Frequency domain analysis of the gravitational wave energy loss in hyperbolic encounters

TL;DR

This paper develops a frequency domain method to analyze gravitational wave energy loss during hyperbolic encounters of compact objects, using second post-Newtonian approximation and large-eccentricity expansion for analytical results.

Contribution

It introduces a frequency domain approach at 2PN order for hyperbolic encounters, including a large-eccentricity expansion to facilitate analytical computation.

Findings

Derived the spectrum involving Bessel functions at Newtonian level.

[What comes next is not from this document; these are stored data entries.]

//! HTTP API layer for the polls service.
//!
//! - **Endpoints**: sign-up/sign-in, poll listing, detail, voting and
//!   results, plus the admin surface for questions and choices
//! - **Extractors**: authenticated, optional and admin users; client IP
//! - **Middleware**: bearer-token authentication
//!
//! Built on Axum 0.8 with Tower middleware stack.

pub mod endpoints;
pub mod extractors;
pub mod middleware;
pub mod response;

use axum::Router;

pub use endpoints::router;
pub use middleware::AppState;

/// Mount point of the API router.
pub const API_PREFIX: &str = "/api";

/// The API mounted under [`API_PREFIX`] with authentication applied.
pub fn app(state: AppState) -> Router {
    Router::new()
        .nest(API_PREFIX, router())
        .layer(axum::middleware::from_fn_with_state(
            state.clone(),
            middleware::auth_middleware,
        ))
        .with_state(state)
}
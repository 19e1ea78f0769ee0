//! Publish/close window of a question.
//!
//! Every predicate is a pure function of the two stored instants and the
//! instant passed in by the caller. Nothing here reads the clock.

use chrono::{DateTime, Duration, Utc};
use polls_db::entities::question;

/// How far back "recently" reaches.
pub const RECENT_WINDOW: Duration = Duration::days(1);

/// The time window during which a question is visible and votable.
#[derive(Debug, Clone, Copy, PartialEq, Eq)]
pub struct VotingWindow {
    /// Visible from this instant on.
    pub publish_at: DateTime<Utc>,
    /// Voting is closed from this instant on.
    pub close_at: DateTime<Utc>,
}

impl VotingWindow {
    /// Create a window from its two instants.
    #[must_use]
    pub const fn new(publish_at: DateTime<Utc>, close_at: DateTime<Utc>) -> Self {
        Self {
            publish_at,
            close_at,
        }
    }

    /// `publish_at <= now`.
    #[must_use]
    pub fn is_published(&self, now: DateTime<Utc>) -> bool {
        self.publish_at <= now
    }

    /// `close_at <= now`.
    #[must_use]
    pub fn is_closed(&self, now: DateTime<Utc>) -> bool {
        self.close_at <= now
    }

    /// Published and not yet closed. Closing wins when both instants coincide.
    #[must_use]
    pub fn can_vote(&self, now: DateTime<Utc>) -> bool {
        self.is_published(now) && !self.is_closed(now)
    }

    /// `publish_at` lies in `[now - 1 day, now]`.
    #[must_use]
    pub fn was_published_recently(&self, now: DateTime<Utc>) -> bool {
        within_recent(self.publish_at, now)
    }

    /// `close_at` lies in `[now - 1 day, now]`.
    #[must_use]
    pub fn was_closed_recently(&self, now: DateTime<Utc>) -> bool {
        within_recent(self.close_at, now)
    }
}

fn within_recent(at: DateTime<Utc>, now: DateTime<Utc>) -> bool {
    now - RECENT_WINDOW <= at && at <= now
}

impl From<&question::Model> for VotingWindow {
    fn from(question: &question::Model) -> Self {
        Self::new(question.publish_at, question.close_at)
    }
}

#[cfg(test)]
#[allow(clippy::unwrap_used)]
mod tests {
    use super::*;
    use chrono::TimeZone;

    fn now() -> DateTime<Utc> {
        Utc.with_ymd_and_hms(2026, 10, 19, 12, 0, 0).unwrap()
    }

    fn window(publish_offset: Duration, close_offset: Duration) -> VotingWindow {
        VotingWindow::new(now() + publish_offset, now() + close_offset)
    }

    #[test]
    fn test_open_window_is_votable() {
        let w = window(Duration::days(-1), Duration::days(1));
        assert!(w.is_published(now()));
        assert!(!w.is_closed(now()));
        assert!(w.can_vote(now()));
    }

    #[test]
    fn test_future_question_is_not_votable() {
        let w = window(Duration::days(30), Duration::days(60));
        assert!(!w.is_published(now()));
        assert!(!w.can_vote(now()));
    }

    #[test]
    fn test_closed_question_is_not_votable() {
        let w = window(Duration::days(-30), Duration::days(-1));
        assert!(w.is_published(now()));
        assert!(w.is_closed(now()));
        assert!(!w.can_vote(now()));
    }

    #[test]
    fn test_publish_equals_close_equals_now() {
        let w = VotingWindow::new(now(), now());
        assert!(w.is_published(now()));
        assert!(w.is_closed(now()));
        assert!(!w.can_vote(now()));
    }

    #[test]
    fn test_can_vote_matches_definition_over_grid() {
        let offsets = [
            Duration::days(-2),
            Duration::seconds(-1),
            Duration::zero(),
            Duration::seconds(1),
            Duration::days(2),
        ];
        for publish in offsets {
            for close in offsets {
                let w = window(publish, close);
                let expected = w.publish_at <= now() && w.close_at > now();
                assert_eq!(w.can_vote(now()), expected, "publish {publish} close {close}");
            }
        }
    }

    #[test]
    fn test_was_published_recently_boundaries() {
        let future = window(Duration::days(30), Duration::days(60));
        assert!(!future.was_published_recently(now()));

        let just_too_old = window(
            -(Duration::days(1) + Duration::seconds(1)),
            Duration::days(1),
        );
        assert!(!just_too_old.was_published_recently(now()));

        let recent = window(
            -(Duration::hours(23) + Duration::minutes(59) + Duration::seconds(59)),
            Duration::days(1),
        );
        assert!(recent.was_published_recently(now()));

        let exactly_one_day = window(-Duration::days(1), Duration::days(1));
        assert!(exactly_one_day.was_published_recently(now()));

        let right_now = window(Duration::zero(), Duration::days(1));
        assert!(right_now.was_published_recently(now()));
    }

    #[test]
    fn test_was_closed_recently() {
        let closed_an_hour_ago = window(Duration::days(-10), Duration::hours(-1));
        assert!(closed_an_hour_ago.was_closed_recently(now()));

        let closed_long_ago = window(Duration::days(-10), Duration::days(-5));
        assert!(!closed_long_ago.was_closed_recently(now()));

        let still_open = window(Duration::days(-10), Duration::hours(1));
        assert!(!still_open.was_closed_recently(now()));
    }

    #[test]
    fn test_from_question_model() {
        let model = question::Model {
            id: 1,
            text: "What's up?".to_string(),
            publish_at: now(),
            close_at: now() + Duration::days(1),
            created_at: now(),
            updated_at: None,
        };
        let w = VotingWindow::from(&model);
        assert_eq!(w.publish_at, model.publish_at);
        assert_eq!(w.close_at, model.close_at);
    }
}
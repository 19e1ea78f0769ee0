//! Database entities.

#![allow(missing_docs)]

pub mod choice;
pub mod question;
pub mod user;
pub mod vote;

pub use choice::Entity as Choice;
pub use question::Entity as Question;
pub use user::Entity as User;
pub use vote::Entity as Vote;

Performed a large-eccentricity expansion for analytical tractability.

Provided insights into gravitational wave energy loss in hyperbolic orbits.

Abstract

The energy radiated (without the 1.5PN tail contribution which requires a different treatment) by a binary system of compact objects moving in a hyperboliclike orbit is computed in the frequency domain through the second post-Newtonian level as an expansion in the large-eccentricity parameter up to next-to-next-to-leading order, completing the time domain corresponding information (fully known in closed form at the second post-Newtonian of accuracy). The spectrum contains quadratic products of the modified Bessel functions of the first kind (Bessel K functions) with frequency-dependent order (and argument) already at Newtonian level, so preventing the direct evaluation of Fourier integrals. However, as the order of the Bessel functions tends to zero for large eccentricities, a large-eccentricity expansion of the spectrum allows for analytical computation beyond the lowest order.